Chez le silure H. longifilis, la reproduction artificielle comporte sept principales étapes que nous allons décrire dans ce document technique.
1-Choix des géniteurs
Cette étape concerne les individus (mâles et femelles) qui seront utilisés pour faire la reproduction. Le premier critère de choix des géniteurs est leur âge qui doit être d’au moins un an.
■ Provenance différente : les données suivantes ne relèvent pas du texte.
//! Process list walk: the source of Process handles for the lsof scan
use crate::core::offsets::KernelVersion;
use crate::error::AnalysisError;
use crate::kernel::{KernelParser, ProcessInfo};
use crate::symbols::{is_plausible_comm, is_plausible_pid, SymbolResolver};
use crate::translation::MemoryTranslator;
use log::{debug, warn};
use std::collections::HashSet;

const COMM_SIZE: usize = 16;
const MAX_TASKS: usize = 10000;

/// Walks the circular `task_struct.tasks` list
pub struct ProcessExtractor {
    pid_offset: usize,
    comm_offset: usize,
    tasks_offset: usize,
}

impl ProcessExtractor {
    pub fn new(symbols: &SymbolResolver, version: Option<&KernelVersion>) -> Result<Self, AnalysisError> {
        let field = |name: &str| {
            symbols
                .get_struct_field_offset("task_struct", name, version)
                .ok_or_else(|| AnalysisError::SymbolNotFound(format!("task_struct::{}", name)))
        };
        Ok(ProcessExtractor {
            pid_offset: field("pid")?,
            comm_offset: field("comm")?,
            tasks_offset: field("tasks")?,
        })
    }

    /// Read pid and comm from the task_struct at a file offset
    pub fn extract_process_info(&self, mapped: &[u8], task_offset: u64) -> Option<ProcessInfo> {
        let base = usize::try_from(task_offset).ok()?;
        let pid = KernelParser::read_i32(mapped, base.checked_add(self.pid_offset)?)?;
        let comm = KernelParser::read_string(mapped, base.checked_add(self.comm_offset)?, COMM_SIZE)?;
        Some(ProcessInfo {
            offset: task_offset,
            pid,
            comm,
        })
    }

    /// Walk the process list hanging off init_task
    ///
    /// Starts at `init_task.tasks.next`, so init_task itself is not returned. Stops when
    /// the list returns to a task already visited, on an unreadable or untranslatable
    /// `tasks.next`, or after `MAX_TASKS` entries.
    pub fn walk_process_list(
        &self,
        mapped: &[u8],
        translator: &MemoryTranslator,
        init_task_offset: u64,
    ) -> Vec<ProcessInfo> {
        let mut processes = Vec::new();
        let mut visited = HashSet::from([init_task_offset]);
        let mut next = self.next_task(mapped, translator, init_task_offset);

        while let Some(current) = next {
            if !visited.insert(current) {
                break;
            }
            if visited.len() > MAX_TASKS {
                warn!("Maximum iterations reached while walking process list");
                break;
            }

            match self.extract_process_info(mapped, current) {
                Some(process) if is_valid(&process) => processes.push(process),
                Some(process) => debug!(
                    "Skipping implausible task at 0x{:x} (pid={}, comm={:?})",
                    current, process.pid, process.comm
                ),
                None => warn!("Failed to read task_struct at file offset 0x{:x}", current),
            }

            next = self.next_task(mapped, translator, current);
        }

        debug!("Process list walk found {} tasks", processes.len());
        processes
    }

    /// File offset of the task that `tasks.next` of the task at `task_offset` points to
    fn next_task(&self, mapped: &[u8], translator: &MemoryTranslator, task_offset: u64) -> Option<u64> {
        let list_head = task_offset.checked_add(self.tasks_offset as u64)?;
        let next_ptr = match KernelParser::read_u64(mapped, usize::try_from(list_head).ok()?) {
            Some(0) | None => {
                warn!("Unreadable or NULL tasks.next at file offset 0x{:x}", list_head);
                return None;
            }
            Some(next) => next,
        };

        // tasks.next points at the list_head embedded in the next task_struct
        match translator.virtual_to_file_offset(next_ptr) {
            Some(offset) => Some(offset.saturating_sub(self.tasks_offset as u64)),
            None => {
                warn!("Failed to translate tasks.next 0x{:x}", next_ptr);
                None
            }
        }
    }
}

/// PID 0 (swapper) is accepted as-is; other tasks need a printable comm.
fn is_valid(process: &ProcessInfo) -> bool {
    is_plausible_pid(process.pid) && (process.pid == 0 || is_plausible_comm(&process.comm))
}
En plus d l’âge, la femelle doit présenter un ventre bien arrondi qui montre que les ovaires contiennent beaucoup d’œufs
femelles retenues doivent subir la biopsie intra-ovarienne qui consiste à introduire un cathéter (tuyau en plastique) d’environ 2 mm de diamètre dans leur orifice génital pour extraire des œufs (au moins 30). Ils sont ensuite étalés sur une lame puis observés à la loupe binoculaire pour la lecture de leur diamètre. On retient les femelles dont le diamètre moyen ovocytaire est supérieur ou égal à 1,5 mm. Mais on peut utiliser des femelles de diamètre moyen ovocytaire inférieur s’il n’y a en pas assez. Les géniteurs choisis sont gardés dans des bacs de conditionnement disposés dans une salle dotée d’un système de renouvellement de l’eau.
Planche 1 : Géniteurs de silure Heterobranchus longifilis (A) dont une femelle choisie, subit la biopsie intraovarienne (B)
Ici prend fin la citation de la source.